■ DESCRIPTION OF THE TASK:
The stretch from the line with "Records per page" through the line with "let start = (self.current_page - 1)" in the records below: write it out exactly, and nothing else.

━━━ RECORD EXCERPTS

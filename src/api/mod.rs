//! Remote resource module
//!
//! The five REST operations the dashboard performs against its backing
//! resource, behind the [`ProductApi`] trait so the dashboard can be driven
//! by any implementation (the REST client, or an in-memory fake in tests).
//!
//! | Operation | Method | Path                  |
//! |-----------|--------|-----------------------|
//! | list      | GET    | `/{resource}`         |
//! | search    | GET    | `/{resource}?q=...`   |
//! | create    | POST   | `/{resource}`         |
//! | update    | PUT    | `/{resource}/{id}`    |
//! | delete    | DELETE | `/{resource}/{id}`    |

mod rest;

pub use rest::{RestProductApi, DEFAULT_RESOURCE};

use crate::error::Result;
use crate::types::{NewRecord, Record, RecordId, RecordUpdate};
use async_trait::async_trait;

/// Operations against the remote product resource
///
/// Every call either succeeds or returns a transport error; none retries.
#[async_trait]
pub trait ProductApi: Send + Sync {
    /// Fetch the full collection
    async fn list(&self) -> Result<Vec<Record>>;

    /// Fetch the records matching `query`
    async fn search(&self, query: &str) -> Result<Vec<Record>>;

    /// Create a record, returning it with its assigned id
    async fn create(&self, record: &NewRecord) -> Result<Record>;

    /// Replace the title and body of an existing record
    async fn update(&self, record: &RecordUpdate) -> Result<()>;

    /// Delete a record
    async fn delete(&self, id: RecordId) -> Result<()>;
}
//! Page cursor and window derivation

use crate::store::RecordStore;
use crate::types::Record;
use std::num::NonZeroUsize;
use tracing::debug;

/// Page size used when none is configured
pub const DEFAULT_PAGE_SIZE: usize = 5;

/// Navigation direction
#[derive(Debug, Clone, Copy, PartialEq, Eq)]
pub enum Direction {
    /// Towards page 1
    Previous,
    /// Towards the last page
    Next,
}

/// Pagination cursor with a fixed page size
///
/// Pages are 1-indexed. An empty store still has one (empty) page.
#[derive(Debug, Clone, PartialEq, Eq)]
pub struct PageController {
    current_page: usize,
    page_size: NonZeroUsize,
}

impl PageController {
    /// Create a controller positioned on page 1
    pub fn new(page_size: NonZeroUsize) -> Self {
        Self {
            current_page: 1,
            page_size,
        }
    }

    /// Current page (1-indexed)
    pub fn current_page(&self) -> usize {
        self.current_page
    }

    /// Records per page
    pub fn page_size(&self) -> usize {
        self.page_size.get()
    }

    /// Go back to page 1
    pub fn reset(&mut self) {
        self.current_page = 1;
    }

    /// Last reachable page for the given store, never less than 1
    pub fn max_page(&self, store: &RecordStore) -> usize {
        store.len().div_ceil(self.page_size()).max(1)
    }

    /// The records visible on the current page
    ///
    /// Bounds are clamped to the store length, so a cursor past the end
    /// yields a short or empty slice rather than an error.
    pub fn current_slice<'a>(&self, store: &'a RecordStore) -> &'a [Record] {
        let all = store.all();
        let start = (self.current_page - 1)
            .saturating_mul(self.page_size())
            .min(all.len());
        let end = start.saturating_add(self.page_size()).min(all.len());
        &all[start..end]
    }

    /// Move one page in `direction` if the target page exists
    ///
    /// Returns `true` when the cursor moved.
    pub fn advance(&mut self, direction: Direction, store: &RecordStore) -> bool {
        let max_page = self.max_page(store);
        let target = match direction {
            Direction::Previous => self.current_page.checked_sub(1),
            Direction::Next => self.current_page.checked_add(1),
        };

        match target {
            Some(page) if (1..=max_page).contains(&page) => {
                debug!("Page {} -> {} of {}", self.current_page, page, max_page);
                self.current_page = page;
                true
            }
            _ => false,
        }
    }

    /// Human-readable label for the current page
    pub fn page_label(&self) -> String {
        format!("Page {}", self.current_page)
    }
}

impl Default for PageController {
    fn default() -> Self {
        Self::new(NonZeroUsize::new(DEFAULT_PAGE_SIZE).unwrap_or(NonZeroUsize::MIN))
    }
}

━━━━━━
━━━ RECORD EXCERPTS

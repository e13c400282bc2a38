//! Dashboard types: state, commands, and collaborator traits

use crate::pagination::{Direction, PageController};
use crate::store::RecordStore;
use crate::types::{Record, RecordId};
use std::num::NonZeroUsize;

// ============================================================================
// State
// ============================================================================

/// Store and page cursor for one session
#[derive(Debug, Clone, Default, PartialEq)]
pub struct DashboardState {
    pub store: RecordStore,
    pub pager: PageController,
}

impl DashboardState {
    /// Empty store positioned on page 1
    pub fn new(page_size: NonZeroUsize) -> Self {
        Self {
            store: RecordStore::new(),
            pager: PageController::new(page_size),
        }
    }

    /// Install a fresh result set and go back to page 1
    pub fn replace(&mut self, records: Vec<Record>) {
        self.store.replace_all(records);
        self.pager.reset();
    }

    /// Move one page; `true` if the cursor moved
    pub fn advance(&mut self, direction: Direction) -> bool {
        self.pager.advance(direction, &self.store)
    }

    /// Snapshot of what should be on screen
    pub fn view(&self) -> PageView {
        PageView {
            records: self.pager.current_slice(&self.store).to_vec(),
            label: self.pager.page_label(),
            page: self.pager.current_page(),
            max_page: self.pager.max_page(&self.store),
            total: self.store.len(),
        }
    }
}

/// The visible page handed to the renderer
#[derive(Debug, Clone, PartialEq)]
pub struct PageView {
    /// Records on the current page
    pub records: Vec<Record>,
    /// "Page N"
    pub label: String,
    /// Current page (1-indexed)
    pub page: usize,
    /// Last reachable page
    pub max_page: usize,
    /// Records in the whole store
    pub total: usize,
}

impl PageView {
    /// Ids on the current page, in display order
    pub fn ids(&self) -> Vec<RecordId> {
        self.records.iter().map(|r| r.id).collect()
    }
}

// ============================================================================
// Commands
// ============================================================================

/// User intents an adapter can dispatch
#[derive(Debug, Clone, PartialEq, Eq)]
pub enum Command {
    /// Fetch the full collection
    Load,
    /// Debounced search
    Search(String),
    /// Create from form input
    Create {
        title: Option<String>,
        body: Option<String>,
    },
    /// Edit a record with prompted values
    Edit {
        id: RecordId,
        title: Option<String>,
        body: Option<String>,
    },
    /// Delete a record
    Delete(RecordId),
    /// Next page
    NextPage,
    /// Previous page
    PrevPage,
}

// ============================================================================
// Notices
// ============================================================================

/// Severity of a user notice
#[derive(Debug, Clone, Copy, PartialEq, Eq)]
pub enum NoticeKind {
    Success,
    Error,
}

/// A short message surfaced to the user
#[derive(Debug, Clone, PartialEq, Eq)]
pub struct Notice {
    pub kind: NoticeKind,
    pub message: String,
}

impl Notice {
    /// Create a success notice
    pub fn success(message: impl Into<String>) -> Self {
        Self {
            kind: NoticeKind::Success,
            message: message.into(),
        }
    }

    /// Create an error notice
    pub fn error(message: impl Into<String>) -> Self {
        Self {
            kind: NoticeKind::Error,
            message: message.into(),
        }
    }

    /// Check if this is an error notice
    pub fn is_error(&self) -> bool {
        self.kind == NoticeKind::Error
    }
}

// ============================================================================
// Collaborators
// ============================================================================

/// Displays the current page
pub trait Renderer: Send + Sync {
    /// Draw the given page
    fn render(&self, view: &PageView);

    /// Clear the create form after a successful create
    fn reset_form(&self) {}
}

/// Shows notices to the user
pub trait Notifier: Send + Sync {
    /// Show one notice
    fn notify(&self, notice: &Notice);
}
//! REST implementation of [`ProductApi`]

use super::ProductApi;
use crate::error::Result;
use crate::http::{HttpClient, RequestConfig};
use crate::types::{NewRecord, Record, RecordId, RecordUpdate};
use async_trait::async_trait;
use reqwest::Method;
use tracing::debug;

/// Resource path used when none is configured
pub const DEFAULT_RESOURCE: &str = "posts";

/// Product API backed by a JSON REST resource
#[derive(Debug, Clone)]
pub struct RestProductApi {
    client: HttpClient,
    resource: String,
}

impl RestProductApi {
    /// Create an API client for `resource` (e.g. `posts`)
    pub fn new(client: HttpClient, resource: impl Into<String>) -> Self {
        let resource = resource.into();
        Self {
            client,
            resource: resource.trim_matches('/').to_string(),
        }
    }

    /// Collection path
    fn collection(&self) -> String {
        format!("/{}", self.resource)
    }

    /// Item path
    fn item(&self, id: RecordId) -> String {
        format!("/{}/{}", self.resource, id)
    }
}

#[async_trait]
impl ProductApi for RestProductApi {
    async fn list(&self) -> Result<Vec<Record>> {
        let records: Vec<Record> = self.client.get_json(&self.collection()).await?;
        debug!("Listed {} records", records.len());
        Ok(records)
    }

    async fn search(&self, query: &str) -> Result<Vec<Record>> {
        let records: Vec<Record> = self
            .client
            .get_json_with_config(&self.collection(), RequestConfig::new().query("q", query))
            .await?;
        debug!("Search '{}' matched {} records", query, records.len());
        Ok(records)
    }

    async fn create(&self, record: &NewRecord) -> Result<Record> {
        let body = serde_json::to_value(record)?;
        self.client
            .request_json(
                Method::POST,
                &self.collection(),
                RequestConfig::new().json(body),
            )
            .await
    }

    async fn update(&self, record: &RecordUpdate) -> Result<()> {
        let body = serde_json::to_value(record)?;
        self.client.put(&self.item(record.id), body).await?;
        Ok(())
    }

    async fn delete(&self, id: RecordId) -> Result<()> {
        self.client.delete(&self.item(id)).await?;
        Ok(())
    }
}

━━━━━━

■ TASK RESPONSE:
    /// Records per page
    pub fn page_size(&self) -> usize {
        self.page_size.get()
    }

    /// Go back to page 1
    pub fn reset(&mut self) {
        self.current_page = 1;
    }

    /// Last reachable page for the given store, never less than 1
    pub fn max_page(&self, store: &RecordStore) -> usize {
        store.len().div_ceil(self.page_size()).max(1)
    }

    /// The records visible on the current page
    ///
    /// Bounds are clamped to the store length, so a cursor past the end
    /// yields a short or empty slice rather than an error.
    pub fn current_slice<'a>(&self, store: &'a RecordStore) -> &'a [Record] {
        let all = store.all();
        let start = (self.current_page - 1)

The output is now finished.